On Saturday, May 28, bands will play and flags will wave as hundreds of people march by the library in Raynham’s Memorial Day parade. Parades have been a traditional part of Memorial Day since just after the Civil War when veterans remembered their fallen comrades by decorating their graves. This Decoration Day, which gradually came to be called Memorial Day, is an opportunity for us to pause and remember all who have died in the service of our country.

If marchers look to their left as they pass through the intersection of South Main and Orchard, they’ll see the most recent memorial to Raynham’s war dead, the plaque honoring Medal of Honor recipient, Sergeant Jared C. Monti, killed in action in Afghanistan in 2006. If marchers look to their right as they march pass the library a few steps on, they’ll see Raynham’s first memorial to its war dead, the tall elegant statue honoring those who served 1861-1865.

The statue is dedicated to the memory of those who “served, suffered or died in the Civil War,” and was erected by a unanimous vote of the Raynham Library Association in 1899. With a generous gift from Miss Amy Leonard and friends, the association authorized the statue to be erected on land held in trust for the future site of a public library. The statue stood alone for more than 50 years, a silent reminder of the devastating loss wrought by the carnage of the Civil War. It wasn’t until 1949, that a library building was constructed on the site. It is significant – and speaks to their patriotism – that those early library benefactors wanted to ensure that there be a “perpetual memorial for all future times of the patriotic services and lives of the Raynham soldiers,” even before there was a library building.

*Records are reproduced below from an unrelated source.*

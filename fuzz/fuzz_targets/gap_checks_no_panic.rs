// SPDX-License-Identifier: MIT OR Apache-2.0

#![no_main]

#[path = "common.rs"]
mod common;

use chrono::{NaiveDate, TimeDelta};
use libfuzzer_sys::fuzz_target;
use pvqc_core::TimeSeries;
use pvqc_gaps::{
    CompletenessConfig, InterpolationConfig, MarkPolicy, StaleConfig, TrimConfig,
    completeness_score, detect_interpolation, detect_stale, trim,
};

fn choose_mark(seed: u8) -> MarkPolicy {
    match seed % 3 {
        0 => MarkPolicy::All,
        1 => MarkPolicy::Tail,
        _ => MarkPolicy::End,
    }
}

fuzz_target!(|data: &[u8]| {
    let mut input = common::FuzzInput::new(data);

    let n = input.pick(1, 255) * 4;
    let run_length = input.pick(1, 12);
    let mark = choose_mark(input.byte());
    let decimals_seed = input.byte();
    let freq_minutes = input.pick(1, 120);
    let window_days = input.pick(0, 12);
    let values = input.samples(n);

    let stale = StaleConfig {
        min_run_length: run_length,
        decimals: (decimals_seed & 1 == 1).then_some(i32::from(decimals_seed % 7) - 2),
        mark,
        ..StaleConfig::default()
    };
    let _ = detect_stale(&values, &stale);

    let interpolation = InterpolationConfig {
        min_run_length: run_length.max(2),
        mark,
        ..InterpolationConfig::default()
    };
    let _ = detect_interpolation(&values, &interpolation);

    let Some(start) = NaiveDate::from_ymd_opt(2022, 3, 27).and_then(|d| d.and_hms_opt(0, 0, 0))
    else {
        return;
    };
    let freq = TimeDelta::minutes(freq_minutes as i64);
    let Ok(series) = TimeSeries::regular_naive(start, freq, values) else {
        return;
    };
    let _ = completeness_score(&series, &CompletenessConfig::default(), None);
    let trim_config = TrimConfig {
        window_days,
        ..TrimConfig::default()
    };
    let _ = trim(&series, &trim_config);
});
// SPDX-License-Identifier: MIT OR Apache-2.0

use pvqc_core::{Penalty, Stopping};

const MAX_SAMPLES: usize = 2048;
const VALUE_LIMIT: f64 = 1.0e9;

/// Consumes fuzzer bytes front to back; reads past the end yield zeros.
pub struct FuzzInput<'a> {
    rest: &'a [u8],
}

impl<'a> FuzzInput<'a> {
    pub fn new(data: &'a [u8]) -> Self {
        Self { rest: data }
    }

    pub fn byte(&mut self) -> u8 {
        match self.rest.split_first() {
            Some((&first, rest)) => {
                self.rest = rest;
                first
            }
            None => 0,
        }
    }

    /// Value in `min..=max` picked by the next byte.
    pub fn pick(&mut self, min: usize, max: usize) -> usize {
        let seed = usize::from(self.byte());
        if max <= min { min } else { min + seed % (max - min + 1) }
    }

    /// Exactly `n` samples: decoded little-endian `f64`s while bytes last,
    /// then a sawtooth. `NaN` stays missing, infinities become zero.
    pub fn samples(&mut self, n: usize) -> Vec<f64> {
        let n = n.min(MAX_SAMPLES);
        let mut out = Vec::with_capacity(n);
        while out.len() < n {
            let Some((chunk, rest)) = self.rest.split_first_chunk::<8>() else {
                break;
            };
            self.rest = rest;
            let value = f64::from_le_bytes(*chunk);
            out.push(match value {
                v if v.is_nan() => f64::NAN,
                v if v.is_finite() => v.clamp(-VALUE_LIMIT, VALUE_LIMIT),
                _ => 0.0,
            });
        }
        let decoded = out.len();
        out.extend((decoded..n).map(|idx| ((idx * 37) % 101) as f64 - 50.0));
        out
    }

    pub fn stopping(&mut self) -> Stopping {
        let kind = self.byte();
        let seed = self.byte();
        match kind % 4 {
            0 => Stopping::KnownK(usize::from(seed % 8)),
            1 => Stopping::Penalized(Penalty::BIC),
            2 => Stopping::Penalized(Penalty::AIC),
            _ => Stopping::Penalized(Penalty::Manual(f64::from(seed) / 12.0 - 2.0)),
        }
    }
}
// SPDX-License-Identifier: MIT OR Apache-2.0

#![forbid(unsafe_code)]

//! Shared fixtures for the pvqc benchmarks.

use chrono::{FixedOffset, NaiveDate, TimeDelta, TimeZone};
use pvqc_core::{DailyAggregate, QcError, TimeSeries};
use pvqc_eval::synthetic::{DailyStepSpec, PvProfileSpec, daily_step_series, pv_profile};

/// 15-minute clear-sky profile over `n_days` starting 2021-01-01 UTC-7.
pub fn intraday_fixture(n_days: usize) -> Result<TimeSeries, QcError> {
    let start = FixedOffset::west_opt(7 * 3_600)
        .and_then(|tz| tz.with_ymd_and_hms(2021, 1, 1, 0, 0, 0).single())
        .ok_or_else(|| QcError::input("fixture start is not a valid local time"))?;
    pv_profile(&PvProfileSpec::new(start, TimeDelta::minutes(15), n_days))
}

/// Noisy daily levels with a change every `n_days / (changes + 1)` days.
pub fn daily_fixture(n_days: usize, changes: usize) -> Result<DailyAggregate, QcError> {
    let start = NaiveDate::from_ymd_opt(2015, 1, 1)
        .ok_or_else(|| QcError::input("fixture start is not a valid date"))?;
    let width = (n_days / (changes + 1)).max(1);
    let levels = (0..=changes)
        .map(|idx| (idx * width, if idx % 2 == 0 { 100.0 } else { 70.0 }))
        .collect();
    daily_step_series(&DailyStepSpec {
        start,
        n_days,
        levels,
        noise_std: 3.0,
        seed: 42,
    })
}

Tradition has it that the statue depicts Private Frederick C. Anderson (1842-1884), a Raynham resident who served with the 18th Massachusetts Infantry. He was awarded the Medal of Honor for capturing a Confederate battle flag and its bearer at the battle of Weldon Railroad in Virginia in August 1864.

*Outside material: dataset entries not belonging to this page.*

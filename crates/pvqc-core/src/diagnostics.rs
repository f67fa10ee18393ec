// SPDX-License-Identifier: MIT OR Apache-2.0

#![forbid(unsafe_code)]

use crate::repro::ReproMode;
use std::borrow::Cow;

/// Metadata captured from one segmentation run.
#[cfg_attr(feature = "serde", derive(serde::Serialize, serde::Deserialize))]
#[derive(Clone, Debug, PartialEq)]
pub struct Diagnostics {
    pub n: usize,
    pub engine_version: Option<String>,
    pub runtime_ms: Option<u64>,
    pub notes: Vec<String>,
    pub warnings: Vec<String>,
    pub algorithm: Cow<'static, str>,
    pub cost_model: Cow<'static, str>,
    pub repro_mode: ReproMode,
    pub missing_fraction: Option<f64>,
    pub effective_sample_count: Option<usize>,
}

impl Default for Diagnostics {
    fn default() -> Self {
        Self {
            n: 0,
            engine_version: Some(env!("CARGO_PKG_VERSION").to_string()),
            runtime_ms: None,
            notes: vec![],
            warnings: vec![],
            algorithm: Cow::Borrowed(""),
            cost_model: Cow::Borrowed(""),
            repro_mode: ReproMode::Balanced,
            missing_fraction: None,
            effective_sample_count: None,
        }
    }
}

impl Diagnostics {
    pub fn push_note(&mut self, note: impl Into<String>) {
        self.notes.push(note.into());
    }

    /// Records a warning and forwards it to the `log` facade.
    pub fn push_warning(&mut self, warning: impl Into<String>) {
        let warning = warning.into();
        log::warn!("{}: {warning}", self.algorithm);
        self.warnings.push(warning);
    }
}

The smaller monument to the right of the Civil War statue was erected by the town in 1928 and commemorates and lists by name the more than 50 from Raynham who “entered the service of their country during the World War.” To the left of the statue is the memorial to those who served in World War II.  Of the 250 individuals listed there are eight names marked with an asterisk, indicating those who died in the service of their country. Two other sites in Raynham honor those who served in wars and conflicts. They are ever present reminders of the long line of men and women who, throughout the history of our town, have made the ultimate sacrifice. We honor them this Memorial Day.